▶ HOW TO COMPLETE THIS TASK
A single number is expected: the count of lines below where the word "PacketMut" occurs.

──────── DATA FOR ANALYSIS

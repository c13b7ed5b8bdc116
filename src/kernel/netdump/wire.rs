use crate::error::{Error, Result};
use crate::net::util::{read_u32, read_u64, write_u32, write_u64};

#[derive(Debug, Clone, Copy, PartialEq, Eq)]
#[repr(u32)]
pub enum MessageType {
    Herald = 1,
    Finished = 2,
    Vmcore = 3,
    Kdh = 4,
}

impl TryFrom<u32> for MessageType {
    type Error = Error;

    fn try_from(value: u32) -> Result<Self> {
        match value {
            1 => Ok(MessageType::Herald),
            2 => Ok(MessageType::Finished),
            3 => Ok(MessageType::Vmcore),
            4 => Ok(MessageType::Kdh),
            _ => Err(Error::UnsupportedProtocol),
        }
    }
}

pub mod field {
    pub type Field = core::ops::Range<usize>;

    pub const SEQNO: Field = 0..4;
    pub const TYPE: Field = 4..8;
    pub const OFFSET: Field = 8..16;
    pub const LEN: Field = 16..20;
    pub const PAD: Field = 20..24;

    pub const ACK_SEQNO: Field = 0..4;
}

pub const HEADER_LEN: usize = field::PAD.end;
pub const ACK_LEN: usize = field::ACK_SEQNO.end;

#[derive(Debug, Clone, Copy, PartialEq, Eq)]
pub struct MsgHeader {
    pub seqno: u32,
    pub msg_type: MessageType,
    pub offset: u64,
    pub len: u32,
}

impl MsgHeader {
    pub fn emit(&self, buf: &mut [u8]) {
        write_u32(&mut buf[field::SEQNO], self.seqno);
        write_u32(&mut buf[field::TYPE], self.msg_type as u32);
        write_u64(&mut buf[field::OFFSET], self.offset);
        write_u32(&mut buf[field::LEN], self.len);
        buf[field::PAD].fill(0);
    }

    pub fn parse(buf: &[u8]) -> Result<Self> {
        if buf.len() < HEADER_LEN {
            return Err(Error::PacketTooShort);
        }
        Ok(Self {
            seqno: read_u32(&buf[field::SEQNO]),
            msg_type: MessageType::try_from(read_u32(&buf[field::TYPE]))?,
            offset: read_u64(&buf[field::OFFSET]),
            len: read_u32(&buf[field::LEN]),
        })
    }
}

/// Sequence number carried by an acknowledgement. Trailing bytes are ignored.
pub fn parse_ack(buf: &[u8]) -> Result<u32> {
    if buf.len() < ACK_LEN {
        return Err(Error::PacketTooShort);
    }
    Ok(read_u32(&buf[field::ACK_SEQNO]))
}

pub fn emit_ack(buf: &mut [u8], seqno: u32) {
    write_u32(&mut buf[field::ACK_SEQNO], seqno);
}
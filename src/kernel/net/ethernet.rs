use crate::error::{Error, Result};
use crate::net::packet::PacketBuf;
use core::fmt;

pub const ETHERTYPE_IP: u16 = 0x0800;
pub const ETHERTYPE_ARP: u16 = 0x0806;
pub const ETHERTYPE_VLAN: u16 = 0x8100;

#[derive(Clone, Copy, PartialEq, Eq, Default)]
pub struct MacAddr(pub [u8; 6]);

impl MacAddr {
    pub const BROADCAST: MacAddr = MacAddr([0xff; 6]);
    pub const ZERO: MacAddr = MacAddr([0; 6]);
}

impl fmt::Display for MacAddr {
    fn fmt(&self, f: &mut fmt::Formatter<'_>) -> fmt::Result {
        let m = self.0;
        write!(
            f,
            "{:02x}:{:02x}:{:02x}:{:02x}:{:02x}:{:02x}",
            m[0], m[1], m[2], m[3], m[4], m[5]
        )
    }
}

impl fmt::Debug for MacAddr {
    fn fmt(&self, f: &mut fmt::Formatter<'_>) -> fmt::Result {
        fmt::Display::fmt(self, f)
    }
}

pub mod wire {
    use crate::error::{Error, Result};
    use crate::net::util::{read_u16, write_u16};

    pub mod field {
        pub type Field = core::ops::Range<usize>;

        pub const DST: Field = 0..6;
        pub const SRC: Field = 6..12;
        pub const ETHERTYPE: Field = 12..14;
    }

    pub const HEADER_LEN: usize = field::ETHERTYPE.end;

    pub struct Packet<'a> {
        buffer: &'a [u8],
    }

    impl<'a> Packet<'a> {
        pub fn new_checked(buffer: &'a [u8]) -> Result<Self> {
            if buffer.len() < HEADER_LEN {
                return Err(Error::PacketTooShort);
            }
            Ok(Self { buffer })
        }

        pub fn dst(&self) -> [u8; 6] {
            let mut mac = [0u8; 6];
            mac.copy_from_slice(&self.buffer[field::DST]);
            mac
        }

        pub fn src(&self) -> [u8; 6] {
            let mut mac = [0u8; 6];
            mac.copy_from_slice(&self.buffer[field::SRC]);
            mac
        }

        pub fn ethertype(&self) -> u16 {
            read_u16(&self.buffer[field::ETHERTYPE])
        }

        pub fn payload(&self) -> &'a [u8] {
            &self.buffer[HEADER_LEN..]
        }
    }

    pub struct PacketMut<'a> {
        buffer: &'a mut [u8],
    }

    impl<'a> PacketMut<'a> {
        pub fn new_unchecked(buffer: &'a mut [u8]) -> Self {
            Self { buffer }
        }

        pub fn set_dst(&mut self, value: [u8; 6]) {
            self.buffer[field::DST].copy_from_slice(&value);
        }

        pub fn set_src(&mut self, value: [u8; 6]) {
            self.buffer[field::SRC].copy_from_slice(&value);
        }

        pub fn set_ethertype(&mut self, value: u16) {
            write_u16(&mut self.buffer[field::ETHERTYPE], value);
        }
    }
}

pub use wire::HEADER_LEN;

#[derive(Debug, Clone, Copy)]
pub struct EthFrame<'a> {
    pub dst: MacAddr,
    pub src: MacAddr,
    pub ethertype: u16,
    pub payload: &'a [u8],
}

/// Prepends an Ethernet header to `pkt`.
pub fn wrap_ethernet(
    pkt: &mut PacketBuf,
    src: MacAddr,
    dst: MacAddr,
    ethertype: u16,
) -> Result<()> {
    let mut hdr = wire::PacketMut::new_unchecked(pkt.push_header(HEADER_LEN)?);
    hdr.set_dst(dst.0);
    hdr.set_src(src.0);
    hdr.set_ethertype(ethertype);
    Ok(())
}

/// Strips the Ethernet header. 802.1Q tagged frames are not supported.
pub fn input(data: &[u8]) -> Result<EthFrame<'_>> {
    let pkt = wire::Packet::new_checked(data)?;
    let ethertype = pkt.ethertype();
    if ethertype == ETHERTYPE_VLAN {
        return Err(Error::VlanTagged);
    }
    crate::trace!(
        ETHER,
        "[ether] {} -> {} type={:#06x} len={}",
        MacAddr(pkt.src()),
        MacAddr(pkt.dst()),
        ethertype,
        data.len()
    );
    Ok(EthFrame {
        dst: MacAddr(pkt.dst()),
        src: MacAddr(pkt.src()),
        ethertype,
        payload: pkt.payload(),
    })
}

────────────────

▶ OUTPUT FOR THIS EXERCISE
3